Un metodo quantitativo per studiare la migrazione spontanea di cellule in un microambiente confinato unidimensionale è descritto. Questo metodo sfrutta canali microfabbricati e può essere usato per studiare la migrazione di un gran numero di cellule in condizioni diverse in singoli esperimenti.
Il metodo qui descritto consente di studiare la migrazione delle cellule sotto confinamento in una dimensione. Si basa sull'uso di canali microfabbricati, che impongono un fenotipo polarizzato a cellule da limitazioni fisiche. Una volta che i canali interni, le cellule hanno solo due possibilità: andare avanti o indietro. Questa migrazione semplificata in cui direzionalità è limitato facilita il tracciamento automatico delle celle e l'estrazione di parametri quantitativi per descrivere il movimento delle cellule. Questi parametri includono la velocità delle cellule, cambi di direzione, e pause durante il movimento. Microcanali sono anche compatibili con l'uso di marcatori fluorescenti e sono quindi adatti per studiare la localizzazione di organelli e strutture intracellulari durante la migrazione cellulare ad alta risoluzione. Infine, la superficie dei canali può essere funzionalizzato con substrati differenti, permettendo il controllo delle proprietà adesive dei canali o lo studio di haptotaxis. In sintesi, il sistema here descritto è destinato ad analizzare la migrazione di grandi numeri di cellule in condizioni in cui sia la geometria e la natura biochimica dell'ambiente sono controllate, facilitando la normalizzazione e riproducibilità di esperimenti indipendenti.

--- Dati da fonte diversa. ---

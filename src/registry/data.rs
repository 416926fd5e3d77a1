//! Built-in rule data.
//!
//! A handful of states are shipped fully populated as worked examples
//! (the ten scenarios in the calculation engine's scenario tests are drawn
//! from these); the remainder ship as structurally valid stubs so
//! `getImplementedStates`/`getStubStates` partition meaningfully. This
//! mirrors, and fully generalizes, the teacher's `get_builtin_profile`
//! function, which hardcoded seven states behind a match statement.

use std::collections::HashMap;

use rust_decimal_macros::dec;

use crate::types::{
    DocFeeTaxability, FeeTaxRule, HomeStateBehavior, LeaseMethod, LeaseRules, LeaseSurcharge,
    RebateBehavior, RebateRule, RebateSource, ReciprocityBasis, ReciprocityOverride,
    ReciprocityRules, ReciprocityScope, Rate, RuleExtras, RuleStatus, SpecialSchemeConfig,
    StateRule, TitleFeeFlow, TradeInCredit, TradeInPolicy, VehicleTaxScheme,
};

fn rebates(mfr_taxable: bool, dealer_taxable: bool) -> HashMap<RebateSource, RebateRule> {
    let mut map = HashMap::new();
    map.insert(RebateSource::Manufacturer, RebateRule { taxable: mfr_taxable, notes: None });
    map.insert(RebateSource::Dealer, RebateRule { taxable: dealer_taxable, notes: None });
    map
}

fn no_reciprocity() -> ReciprocityRules {
    ReciprocityRules {
        enabled: false,
        scope: ReciprocityScope::Both,
        home_state_behavior: HomeStateBehavior::None,
        require_proof_of_tax_paid: false,
        basis: ReciprocityBasis::TaxPaid,
        cap_at_this_states_tax: true,
        has_lease_exception: false,
        overrides: vec![],
    }
}

fn plain_lease_rules() -> LeaseRules {
    LeaseRules {
        method: LeaseMethod::Monthly,
        tax_cap_reduction: false,
        rebate_behavior: RebateBehavior::FollowRetailRule,
        doc_fee_taxability: DocFeeTaxability::FollowRetailRule,
        trade_in_credit: TradeInCredit::FollowRetailRule,
        negative_equity_taxable: false,
        fee_tax_rules: HashMap::new(),
        title_fee_rules: HashMap::new(),
        tax_fees_upfront: false,
        special_scheme: None,
        lease_surcharges: vec![],
    }
}

/// A structurally valid but unpopulated rule, used for the states this
/// worked-example set doesn't flesh out.
fn stub(code: &str) -> StateRule {
    StateRule {
        state_code: code.to_string(),
        version: 1,
        trade_in_policy: TradeInPolicy::Full,
        rebates: rebates(true, true),
        doc_fee_taxable: false,
        fee_tax_rules: HashMap::new(),
        tax_on_accessories: false,
        tax_on_negative_equity: false,
        tax_on_service_contracts: false,
        tax_on_gap: false,
        vehicle_tax_scheme: VehicleTaxScheme::StateOnly,
        vehicle_uses_local_sales_tax: false,
        lease_rules: plain_lease_rules(),
        reciprocity: no_reciprocity(),
        special_scheme: None,
        extras: RuleExtras { status: RuleStatus::Stub, ..Default::default() },
    }
}

fn doc_fee_rule(taxable: bool) -> HashMap<String, FeeTaxRule> {
    let mut map = HashMap::new();
    map.insert("DOC_FEE".to_string(), FeeTaxRule { taxable, notes: None });
    map
}

/// Connecticut: luxury threshold, luxury-rate trap on pre-trade-in price, warranty exception.
fn connecticut() -> StateRule {
    StateRule {
        state_code: "CT".to_string(),
        version: 1,
        trade_in_policy: TradeInPolicy::Full,
        rebates: rebates(false, false),
        doc_fee_taxable: true,
        fee_tax_rules: doc_fee_rule(true),
        tax_on_accessories: true,
        tax_on_negative_equity: true,
        tax_on_service_contracts: true,
        tax_on_gap: false,
        vehicle_tax_scheme: VehicleTaxScheme::StateOnly,
        vehicle_uses_local_sales_tax: false,
        lease_rules: LeaseRules {
            method: LeaseMethod::Monthly,
            trade_in_credit: TradeInCredit::FollowRetailRule,
            rebate_behavior: RebateBehavior::FollowRetailRule,
            doc_fee_taxability: DocFeeTaxability::FollowRetailRule,
            fee_tax_rules: doc_fee_rule(true),
            ..plain_lease_rules()
        },
        reciprocity: no_reciprocity(),
        special_scheme: None,
        extras: RuleExtras {
            luxury_threshold: Some(dec!(50000)),
            luxury_rate: Some(Rate::from_percentage(dec!(7.75))),
            warranty_rate: Some(Rate::from_percentage(dec!(6.35))),
            status: RuleStatus::Active,
            ..Default::default()
        },
    }
}

/// Maryland, post-HB754: no trade-in credit at all; rebates stay taxable.
fn maryland() -> StateRule {
    StateRule {
        state_code: "MD".to_string(),
        version: 2,
        trade_in_policy: TradeInPolicy::None,
        rebates: rebates(true, true),
        doc_fee_taxable: true,
        fee_tax_rules: doc_fee_rule(true),
        tax_on_accessories: true,
        tax_on_negative_equity: true,
        tax_on_service_contracts: false,
        tax_on_gap: false,
        vehicle_tax_scheme: VehicleTaxScheme::StateOnly,
        vehicle_uses_local_sales_tax: false,
        lease_rules: LeaseRules {
            method: LeaseMethod::FullUpfront,
            trade_in_credit: TradeInCredit::None,
            rebate_behavior: RebateBehavior::AlwaysTaxable,
            doc_fee_taxability: DocFeeTaxability::FollowRetailRule,
            fee_tax_rules: doc_fee_rule(true),
            special_scheme: Some(SpecialSchemeConfig::MdUpfrontGain),
            ..plain_lease_rules()
        },
        reciprocity: no_reciprocity(),
        special_scheme: None,
        extras: RuleExtras { status: RuleStatus::Active, ..Default::default() },
    }
}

La migrazione è una funzione cellulare complessa che è importante per molti processi fisiologici negli organismi multicellulari, incluso lo sviluppo, le risposte immunitarie e la rigenerazione dei tessuti. Inoltre, alcune situazioni patologiche come invasione tumorale e metastasi basano sulla motilità cellulare 1. Per queste ragioni, la migrazione cellulare è diventato un importante campo di studio nell'ambito della ricerca sia fondamentale e traslazionale. In vivo, la maggior parte dei tessuti sono caratterizzati da una ricca matrice extracellulare ed elevata densità cellulare. La migrazione cellulare quindi, in condizioni fisiologiche, avviene in un ambiente confinato complesso. Classicamente, molto probabilmente a causa di ragioni storiche e limiti tecnici, la migrazione delle cellule è stato studiato in sistemi 2D piatte che non riproducono molte delle proprietà ambientali presenti nei tessuti, come ad esempio confinamento. Inoltre, fattori come l'adesione cellulare, che sono essenziali per la motilità in 2D, sono stati recentemente dimostrato di non essere necessapalmente necessari per la migrazione in vivo o all'interno gel, suggerendo che i meccanismi che regolano la locomozione cella in 2D e in altri ambienti sono distinti 2. Diversi sistemi sono stati sviluppati per imitare le proprietà complesse dei tessuti, i più noti gel dell'essere collagene, che mirano a ricapitolare le proprietà della composizione della matrice extracellulare 3. Qui proponiamo microcanali come metodo semplice complementare che permette la migrazione delle cellule studio in una dimensione in un ambiente confinato.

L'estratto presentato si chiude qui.